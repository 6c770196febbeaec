use serde::{Deserialize, Serialize};
use std::path::PathBuf;

use crate::models::marker::DEFAULT_MARKER_TTL_DAYS;

/// 服务器配置
#[derive(Debug, Clone, Serialize, Deserialize, Default)]
#[serde(default)]
pub struct ServerConfig {
    /// 服务地址
    pub host: String,
    /// 服务端口
    pub port: u16,
    /// 请求超时（秒）
    pub request_timeout: u64,
}

/// 日志配置
#[derive(Debug, Clone, Serialize, Deserialize, Default)]
#[serde(default)]
pub struct LoggingConfig {
    /// 日志级别
    pub level: String,
    /// 结构化日志格式
    pub structured: bool,
    /// 日志文件路径
    pub log_dir: Option<PathBuf>,
}

/// 会话存储配置
#[derive(Debug, Clone, Serialize, Deserialize, Default)]
#[serde(default)]
pub struct SessionConfig {
    /// 会话空闲过期时间（秒）
    pub idle_ttl_secs: i64,
}

/// 完成标记配置
#[derive(Debug, Clone, Serialize, Deserialize, Default)]
#[serde(default)]
pub struct MarkerConfig {
    /// 标记有效期（天）
    pub ttl_days: i64,
}

/// 问卷目录配置
#[derive(Debug, Clone, Serialize, Deserialize, Default)]
#[serde(default)]
pub struct CatalogConfig {
    /// 目录文件路径；缺省时使用内置目录
    pub path: Option<PathBuf>,
}

/// 应用配置
#[derive(Debug, Clone, Serialize, Deserialize, Default)]
#[serde(default)]
pub struct AppConfig {
    /// 服务器配置
    pub server: ServerConfig,
    /// 日志配置
    pub logging: LoggingConfig,
    /// 会话存储配置
    pub session: SessionConfig,
    /// 完成标记配置
    pub marker: MarkerConfig,
    /// 问卷目录配置
    pub catalog: CatalogConfig,
    /// 应用名称
    pub app_name: String,
    /// 环境
    pub environment: String,
}

impl AppConfig {
    /// 创建开发环境配置
    pub fn development() -> Self {
        Self {
            server: ServerConfig {
                host: "0.0.0.0".into(),
                port: 8080,
                request_timeout: 30,
            },
            logging: LoggingConfig {
                level: "debug".into(),
                structured: false,
                log_dir: None,
            },
            session: SessionConfig {
                // 访客半小时不活跃则丢弃作答进度
                idle_ttl_secs: 30 * 60,
            },
            marker: MarkerConfig {
                ttl_days: DEFAULT_MARKER_TTL_DAYS,
            },
            catalog: CatalogConfig { path: None },
            app_name: "surveyflow".into(),
            environment: "development".into(),
        }
    }

    /// 创建生产环境配置
    pub fn production() -> Self {
        let mut config = Self::development();
        config.environment = "production".into();
        config.logging.level = "info".into();
        config.logging.structured = true;
        config
    }
}

#[cfg(test)]
mod tests {
    use super::*;

    #[test]
    fn test_development_defaults() {
        let config = AppConfig::development();
        assert_eq!(config.server.port, 8080);
        assert_eq!(config.marker.ttl_days, 730);
        assert!(config.session.idle_ttl_secs > 0);
        assert!(config.catalog.path.is_none());
    }

    #[test]
    fn test_production_overrides() {
        let config = AppConfig::production();
        assert_eq!(config.environment, "production");
        assert_eq!(config.logging.level, "info");
        assert!(config.logging.structured);
    }
}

########################################

Read the material above and copy out each line holding "CatalogConfig".

pub struct CatalogConfig {
    pub catalog: CatalogConfig,
            catalog: CatalogConfig { path: None },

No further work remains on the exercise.